在某种意义上,科学研究是一项很孤单的事业,不仅仅体现在它的工作形式上。不同领域的科学家与工程师彼此联系不多,而与非科研人员的联系就更少。对很多科学家而言,他首先要注重的是他的科研成果是否标新立异,是否得到同行的认可和赞扬、却很少考虑到这一研究的社会价值和广大公众的态度:他们是否明白你的研究指向,他们是否理解你的研究动因,他们又是否懂得你的研究成果的应用。要知道公众是一个强大的社会因素,他们的支持意味着何等大的动力,而他们的反对又体现着何等大的阻碍。1957年7月在加拿大召开的帕格沃什会议,代表们一致认为,科学家应在力所能及的范围内对公众进行启蒙教育,使其了解科学的破坏性和创造性潜力,还要寻求一切机会影响国家政策的形成。[9]
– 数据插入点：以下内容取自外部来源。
use crate::{
    config::{GrafanaConfig, PerfConfig},
    executors::{RemoteError, RemoteExecutor},
    monitor::{MemoryMonitor, MonitorError, MonitorReport},
};
use chrono::Utc;
use std::{
    path::PathBuf,
    sync::Arc,
    thread,
    time::{Duration, Instant},
};
use thiserror::Error;
use tracing::{debug, error, info, instrument};

const WORKLOAD_DIRECTORY: &str = "workload";
const PROGRESS_INTERVAL: Duration = Duration::from_secs(300);
const SETUP_TIMEOUT: Duration = Duration::from_secs(30 * 60);

#[derive(Error, Debug)]
pub enum WorkloadError {
    #[error("Workload {0} is not configured")]
    Unknown(String),
    #[error("Memory monitor failed")]
    Monitor(#[from] MonitorError),
    #[error("Workload step failed")]
    Remote(#[from] RemoteError),
}

/// Labels of one monitored workload scenario
#[derive(Debug, Clone)]
pub struct Workload<'a> {
    pub name: &'a str,
    pub test: &'a str,
    pub providers_tested: &'a str,
}

impl Workload<'_> {
    /// `<log_dir>/workload/<name>-<test>-memory.csv`
    pub fn monitor_path(&self, config: &PerfConfig) -> PathBuf {
        config
            .output
            .log_dir
            .join(WORKLOAD_DIRECTORY)
            .join(format!("{}-{}-memory.csv", self.name, self.test))
    }
}

/// Block the caller for `seconds`
pub fn idle_time(seconds: u64, message: &str) {
    info!("Sleeping {seconds}s for {message}");
    thread::sleep(Duration::from_secs(seconds));
}

/// Sleep `total` in slices, logging progress after each
pub fn wait_total_time(total: Duration, slice: Duration) {
    let start = Instant::now();

    loop {
        let waited = start.elapsed();
        if waited >= total {
            break;
        }

        info!(
            "Time waited: {:.2}/{}",
            waited.as_secs_f64(),
            total.as_secs()
        );
        thread::sleep((total - waited).min(slice));
    }
}

/// Dashboard link covering `from_ms..to_ms` for the appliance node
pub fn grafana_url(
    grafana: Option<&GrafanaConfig>,
    node: Option<&str>,
    from_ms: i64,
    to_ms: i64,
) -> String {
    let (address, port, dashboard) = match grafana {
        Some(grafana) => (
            grafana.ip_address.as_str(),
            grafana.port,
            grafana.dashboard.as_str(),
        ),
        None => ("unset", 3000, "cfme-general-system-performance"),
    };
    let node = node
        .map(|name| name.replace('.', ""))
        .unwrap_or_else(|| "undefined".to_owned());

    format!(
        "http://{address}:{port}/dashboard/db/{dashboard}?from={from_ms}&to={to_ms}&var-Node={node}"
    )
}

/// Run `body` while the appliance memory is monitored.
///
/// The monitor is stopped and the dashboard link logged whether or not
/// `body` succeeds; a failing body wins over a failing monitor.
#[instrument(skip(executor, config, body), level = "info")]
pub fn run_workload<E, F>(
    executor: Arc<E>,
    config: &PerfConfig,
    workload: &Workload,
    body: F,
) -> Result<MonitorReport, WorkloadError>
where
    E: RemoteExecutor + Send + Sync + 'static,
    F: FnOnce(&E) -> Result<(), WorkloadError>,
{
    let from_ms = Utc::now().timestamp_millis();
    info!(
        "Running {} {} with {}",
        workload.name, workload.test, workload.providers_tested
    );

    let monitor = MemoryMonitor::start(
        executor.clone(),
        Duration::from_secs(config.monitor.interval),
        &workload.monitor_path(config),
    )?;

    let outcome = body(executor.as_ref());

    let cleanup = Instant::now();
    debug!("Started cleaning up monitoring thread.");
    let report = monitor.stop();
    info!(
        "Finished cleaning up monitoring thread in {:?}",
        cleanup.elapsed()
    );
    info!(
        "Grafana URL: {}",
        grafana_url(
            config.grafana.as_ref(),
            config.appliance.vm_name.as_deref(),
            from_ms,
            Utc::now().timestamp_millis(),
        )
    );

    match (outcome, report) {
        (Ok(()), report) => Ok(report?),
        (Err(error), Ok(_)) => Err(error),
        (Err(error), Err(monitor_error)) => {
            error!(error = ?monitor_error, "Memory monitor failed during a failed workload");
            Err(error)
        }
    }
}

/// Prepare the appliance with the configured setup commands, then leave it
/// alone for the configured total time
pub fn idle_workload<E>(
    executor: Arc<E>,
    config: &PerfConfig,
    workload: &Workload,
    total_time: Option<u64>,
) -> Result<MonitorReport, WorkloadError>
where
    E: RemoteExecutor + Send + Sync + 'static,
{
    let settings = config
        .workload
        .get(workload.name)
        .ok_or_else(|| WorkloadError::Unknown(workload.name.to_owned()))?;
    let total = Duration::from_secs(total_time.unwrap_or(settings.total_time));

    run_workload(executor, config, workload, |executor| {
        for command in settings.setup.iter() {
            executor.run_checked(command, Some(SETUP_TIMEOUT))?;
        }
        if settings.warmup > 0 {
            idle_time(settings.warmup, "Post setup.");
        }

        info!("Idling appliance for {}s", total.as_secs());
        wait_total_time(total, PROGRESS_INTERVAL);
        info!("Test Ending...");

        Ok(())
    })
}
事实上,直到19世纪70年代,普通民众在科学技术的决策方面基本上不起作用。但从70年代中期开始,公众参与科学技术的运动有了新的起色。“在美国,公众参与科学技术运动已经对职业科学家搞研究工作的方式产生了重要影响,特别是在医疗卫生和遗传领域的影响更大。”[10]“多利风暴”使人们迅速地联想到“克隆人”的问题。实际上,国内外对“克隆人”的议论沸沸扬扬,主要是对克隆技术的含义不理解。不妨利用这个好机会加强宣传,使大家知道克隆、基因是怎么回事,真正理解克隆对自然、生物学的正面效益,而不是过多地渲染“克隆人”等问题。事实上,大力普及有关克隆的知识,引导人们正确理解克隆的概念,公众才会更好地支持科学技术的发展。早在1990年,北京大学生物系教授高崇明就开设了《生物伦理学》课程。这次英国绵羊无性繁殖成功的消息传出后,许多人和他探讨有关克隆人的是非问题。高崇明教授主张告诉公众生物高技术的危险性,让公众来参与讨论,辨明是非。现实已经表明,我们正在进入“公众的科学时代”,无论在思想上,还是在行为上,都应为适应这一变化做一些准备。
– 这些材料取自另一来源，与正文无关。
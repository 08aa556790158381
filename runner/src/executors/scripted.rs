use super::{RemoteError, RemoteExecutor, RemoteOutput};
use parking_lot::Mutex;
use std::{path::Path, time::Duration};

/// In-memory executor that records every command and answers from a script
#[derive(Debug, Default)]
pub struct ScriptedExecutor {
    responses: Mutex<Vec<(String, RemoteOutput)>>,
    commands: Mutex<Vec<String>>,
    uploads: Mutex<Vec<(String, String, String)>>,
}

impl ScriptedExecutor {
    pub fn new() -> Self {
        Self::default()
    }

    /// answer commands containing `pattern`, later rules win
    pub fn respond(&self, pattern: &str, status: i32, output: &str) {
        self.responses.lock().push((
            pattern.to_owned(),
            RemoteOutput {
                status,
                output: output.to_owned(),
                stderr: String::new(),
            },
        ));
    }

    pub fn commands(&self) -> Vec<String> {
        self.commands.lock().clone()
    }

    /// (file name, contents, remote directory) of every uploaded file
    pub fn uploads(&self) -> Vec<(String, String, String)> {
        self.uploads.lock().clone()
    }
}

impl RemoteExecutor for ScriptedExecutor {
    fn run(&self, command: &str, _timeout: Option<Duration>) -> Result<RemoteOutput, RemoteError> {
        self.commands.lock().push(command.to_owned());

        Ok(self
            .responses
            .lock()
            .iter()
            .rev()
            .find(|(pattern, _)| command.contains(pattern.as_str()))
            .map(|(_, output)| output.clone())
            .unwrap_or_default())
    }

    fn put_file(&self, path: &Path, remote_dir: &str) -> Result<(), RemoteError> {
        let name = path
            .file_name()
            .map(|name| name.to_string_lossy().into_owned())
            .unwrap_or_default();
        let contents = std::fs::read_to_string(path).unwrap_or_default();

        self.uploads
            .lock()
            .push((name, contents, remote_dir.to_owned()));

        Ok(())
    }
}
use super::{spawn_with_timeout, RemoteError, RemoteExecutor, RemoteOutput};
use crate::config::ApplianceConfig;
use std::{
    path::{Path, PathBuf},
    process::Command,
    time::Duration,
};
use tracing::instrument;

/// Executor that drives the appliance through the system `ssh` and `scp` binaries
#[derive(Clone, Debug)]
pub struct SshClient {
    host: String,
    user: String,
    port: u16,
    identity: Option<PathBuf>,
}

impl SshClient {
    pub fn new(config: &ApplianceConfig) -> Self {
        Self {
            host: config.host.clone(),
            user: config.user.clone(),
            port: config.port,
            identity: config.identity.clone(),
        }
    }

    fn destination(&self) -> String {
        format!("{}@{}", self.user, self.host)
    }

    fn base(&self, program: &str, port_flag: &str) -> Command {
        let mut command = Command::new(program);
        command
            .args(["-o", "BatchMode=yes"])
            .args(["-o", "StrictHostKeyChecking=no"])
            .arg(port_flag)
            .arg(self.port.to_string());

        if let Some(ref identity) = self.identity {
            command.arg("-i").arg(identity);
        }

        command
    }

    pub(crate) fn ssh_command(&self, command: &str) -> Command {
        let mut ssh = self.base("ssh", "-p");
        ssh.arg(self.destination()).arg("--").arg(command);

        ssh
    }

    pub(crate) fn scp_command(&self, path: &Path, remote_dir: &str) -> Command {
        let mut scp = self.base("scp", "-P");
        scp.arg(path)
            .arg(format!("{}:{}/", self.destination(), remote_dir));

        scp
    }
}

impl RemoteExecutor for SshClient {
    #[instrument(skip(self), fields(host = %self.host), level = "debug")]
    fn run(&self, command: &str, timeout: Option<Duration>) -> Result<RemoteOutput, RemoteError> {
        spawn_with_timeout(self.ssh_command(command), command, timeout)
    }

    #[instrument(skip(self), fields(host = %self.host), level = "debug")]
    fn put_file(&self, path: &Path, remote_dir: &str) -> Result<(), RemoteError> {
        let description = format!("scp {}", path.display());
        let output = spawn_with_timeout(self.scp_command(path, remote_dir), &description, None)?;

        if output.success() {
            Ok(())
        } else {
            Err(RemoteError::Transfer {
                path: path.to_path_buf(),
                destination: format!("{}:{remote_dir}", self.host),
                status: output.status,
            })
        }
    }
}
fn group_thousands(int_part: &str) -> String {
    let mut with_commas = String::new();
    for (i, c) in int_part.chars().rev().enumerate() {
        if i > 0 && i % 3 == 0 {
            with_commas.push(',');
        }
        with_commas.push(c);
    }
    with_commas.chars().rev().collect()
}

/// Format a float as rupees with thousands separators: ₹ 1,234.56
pub fn rupees(val: f64) -> String {
    let negative = val < 0.0;
    let fixed = format!("{:.2}", val.abs());
    let (int_part, dec_part) = fixed.split_once('.').unwrap_or((&fixed, "00"));
    let grouped = group_thousands(int_part);
    if negative {
        format!("-₹ {grouped}.{dec_part}")
    } else {
        format!("₹ {grouped}.{dec_part}")
    }
}

/// Whole rupees, rounded: ₹ 1,235
pub fn rupees_whole(val: f64) -> String {
    let rounded = val.round();
    let grouped = group_thousands(&format!("{:.0}", rounded.abs()));
    if rounded < 0.0 {
        format!("-₹ {grouped}")
    } else {
        format!("₹ {grouped}")
    }
}

/// Quantity with separators and at most two decimals: 1,250.5
pub fn quantity(val: f64) -> String {
    let fixed = format!("{:.2}", val.abs());
    let (int_part, dec_part) = fixed.split_once('.').unwrap_or((&fixed, "00"));
    let dec = dec_part.trim_end_matches('0');
    let sign = if val < 0.0 && fixed != "0.00" { "-" } else { "" };
    let grouped = group_thousands(int_part);
    if dec.is_empty() {
        format!("{sign}{grouped}")
    } else {
        format!("{sign}{grouped}.{dec}")
    }
}

pub fn percent(val: Option<f64>) -> String {
    match val {
        Some(p) => format!("{p:.2}%"),
        None => String::new(),
    }
}
use comfy_table::Table;

use crate::calendar::weeks_of_month;
use crate::error::{OutletError, Result};
use crate::loader::month_name;

/// `2024-03` -> (2024, 3)
fn parse_year_month(raw: &str) -> Result<(i32, u32)> {
    let invalid = || OutletError::InvalidArgument(format!("month '{raw}' (expected YYYY-MM)"));
    let (year, month) = raw.trim().split_once('-').ok_or_else(invalid)?;
    let year: i32 = year.parse().map_err(|_| invalid())?;
    let month: u32 = month.parse().map_err(|_| invalid())?;
    if !(1..=12).contains(&month) {
        return Err(invalid());
    }
    Ok((year, month))
}

pub fn run(raw: &str) -> Result<()> {
    let (year, month) = parse_year_month(raw)?;
    let mut table = Table::new();
    table.set_header(vec!["#", "Week", "Days"]);
    for (i, week) in weeks_of_month(year, month)?.enumerate() {
        table.add_row(vec![(i + 1).to_string(), week.label(), week.days().to_string()]);
    }
    println!("Swiggy weeks for {} {year}", month_name(month));
    println!("{table}");
    Ok(())
}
科学对社会的影响越来越大,越来越直接,国家应及早成立一个由科技界、政府、哲学界等领域权威人士组成的国家伦理委员会,作为决策机构,它应为国家制定并颁布有关法令、法律提供科学和政策依据。今后凡重大科学突破技术应用到社会,都要有一个评审制度,严格把关,防止难以预料的负面影响。同时,还要进一步完善已有的管理条例和制度。随着高科技的发展,合理的技术政策的约束也是必要的,应根据合理的技术评价标准,以预测的方式分析技术的发明和应用对于环境和社会的影响,审查其预期的结果,并根据这些结果做出发展规则。当预计某些技术可能导致社会不良后果时,即采取相应的政策以抑制其产生和发展;当预计某些技术能够对社会产生良好的效果时,即用政策促进其产生和发展。
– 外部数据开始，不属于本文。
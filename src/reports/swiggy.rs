use std::collections::HashMap;

use crate::aggregate::Aggregator;
use crate::error::Result;
use crate::filter::FilterSelection;
use crate::models::{OutletMapping, SwiggyOrder};

use super::{require_data, Metric, Report, ReportTable, Value};

/// Fill in each order's Swiggy restaurant id from the deployment mapping.
/// The first mapping row for a deployment wins.
pub fn attach_restaurant_ids(orders: &mut [SwiggyOrder], mapping: &[OutletMapping]) {
    let mut by_deployment: HashMap<&str, &str> = HashMap::new();
    for m in mapping {
        by_deployment
            .entry(m.deployment.trim())
            .or_insert(m.restaurant_id.trim());
    }
    let mut unmapped = 0usize;
    for order in orders.iter_mut() {
        match by_deployment.get(order.location.trim()) {
            Some(id) => order.restaurant_id = Some(id.to_string()),
            None if order.restaurant_id.is_none() => unmapped += 1,
            None => {}
        }
    }
    if unmapped > 0 {
        tracing::warn!(unmapped, "orders without a restaurant id mapping");
    }
}

pub fn build(orders: &[SwiggyOrder], filter: &FilterSelection) -> Result<Report> {
    let rows = filter.apply(orders);
    require_data(&rows)?;

    let total: f64 = rows.iter().map(|o| o.gross).sum();
    let mut report = Report::new("Swiggy POS Sales");
    report.metrics = vec![
        Metric::new("Gross Bill Amount", Value::Whole(total)),
        Metric::new("Orders", Value::Count(rows.len())),
    ];

    let by_week = Aggregator::new()
        .group_by("Week", |o: &SwiggyOrder| o.week.label())
        .sum("Gross Bill Amount", |o: &SwiggyOrder| o.gross)
        .run(rows.iter().copied());
    let mut weeks = ReportTable::new("weeks", "Sales by Swiggy Week", &["Week", "Orders", "Gross Bill Amount"]);
    for g in &by_week.groups {
        weeks.push(vec![
            Value::text(&g.keys[0]),
            Value::Count(g.count),
            Value::Whole(by_week.value(g, "Gross Bill Amount")),
        ]);
    }
    weeks.push_total(vec![Value::text("Total"), Value::Count(rows.len()), Value::Whole(total)]);

    let by_location = Aggregator::new()
        .group_by("Location", |o: &SwiggyOrder| o.location.clone())
        .group_by("Restaurant ID", |o: &SwiggyOrder| o.restaurant_id.clone().unwrap_or_default())
        .sum("Gross Bill Amount", |o: &SwiggyOrder| o.gross)
        .run(rows.iter().copied());
    let mut locations = ReportTable::new(
        "locations",
        "Sales by Location",
        &["Location", "Restaurant ID", "Orders", "Gross Bill Amount"],
    );
    for g in &by_location.groups {
        locations.push(vec![
            Value::text(&g.keys[0]),
            Value::text(&g.keys[1]),
            Value::Count(g.count),
            Value::Whole(by_location.value(g, "Gross Bill Amount")),
        ]);
    }

    report.tables.push(weeks);
    report.tables.push(locations);
    Ok(report)
}

#[cfg(test)]
mod tests {
    use super::*;
    use crate::calendar::bucket_of;
    use crate::filter::Selection;
    use chrono::NaiveDate;

    fn order(id: &str, location: &str, day: u32, gross: f64) -> SwiggyOrder {
        let bill_date = NaiveDate::from_ymd_opt(2024, 3, day).unwrap();
        SwiggyOrder {
            location: location.to_string(),
            order_id: id.to_string(),
            bill_date,
            gross,
            source: "march.xlsx".to_string(),
            restaurant_id: None,
            week: bucket_of(bill_date).unwrap(),
        }
    }

    fn sample() -> Vec<SwiggyOrder> {
        vec![
            order("1", "HSR", 1, 100.0),
            order("2", "HSR", 2, 200.0),
            order("3", "HSR", 5, 300.0),
            order("4", "Indiranagar", 5, 400.0),
        ]
    }

    #[test]
    fn test_attach_restaurant_ids() {
        let mut orders = sample();
        let mapping = vec![
            OutletMapping { restaurant_id: " 5501 ".to_string(), deployment: "HSR".to_string() },
            OutletMapping { restaurant_id: "9999".to_string(), deployment: "HSR".to_string() },
        ];
        attach_restaurant_ids(&mut orders, &mapping);
        assert_eq!(orders[0].restaurant_id.as_deref(), Some("5501"));
        assert_eq!(orders[3].restaurant_id, None);
    }

    #[test]
    fn test_sales_by_week() {
        let report = build(&sample(), &FilterSelection::default()).unwrap();
        let weeks = report.table("weeks").unwrap();
        assert_eq!(weeks.cell("2024-03-01 - 2024-03-02", "Gross Bill Amount"), Some(&Value::Whole(300.0)));
        assert_eq!(weeks.cell("2024-03-03 - 2024-03-09", "Orders"), Some(&Value::Count(2)));
        assert_eq!(report.metric("Gross Bill Amount").unwrap().value, Value::Whole(1000.0));
    }

    #[test]
    fn test_week_filter_uses_settlement_weeks() {
        let filter = FilterSelection {
            weeks: Selection::only(["2024-03-03 - 2024-03-09".to_string()]),
            locations: Selection::only(["HSR".to_string()]),
            ..FilterSelection::default()
        };
        let report = build(&sample(), &filter).unwrap();
        assert_eq!(report.metric("Gross Bill Amount").unwrap().value, Value::Whole(300.0));
        let locations = report.table("locations").unwrap();
        assert_eq!(locations.rows.len(), 1);
    }
}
总之,我们必须明白,为“科学研究”或“技术应用”设置“禁区”只是为维护人类的利益而采取的手段,不应是目的。人类社会的发展离不开科技的进步,如何处理好科学研究和技术应用所产生的负面效应问题,仍是一个重大的理论和现实课题。而确立正确合理的评价原则,是解决这一课题的前提条件。不管是“系统综合原则”、“可持续发展原则”,还是“全球性原则”都不失为很好的原则。可是,科技社会作用的评价原则能否被真正理解和执行,不仅仅取决于政府、科技工作者的意识和理解程度,更重要的还取决于社会中每个人的意识和理解程度。所以,建立科技界与政府、公众等方面的“绿色通道”已迫在眉睫。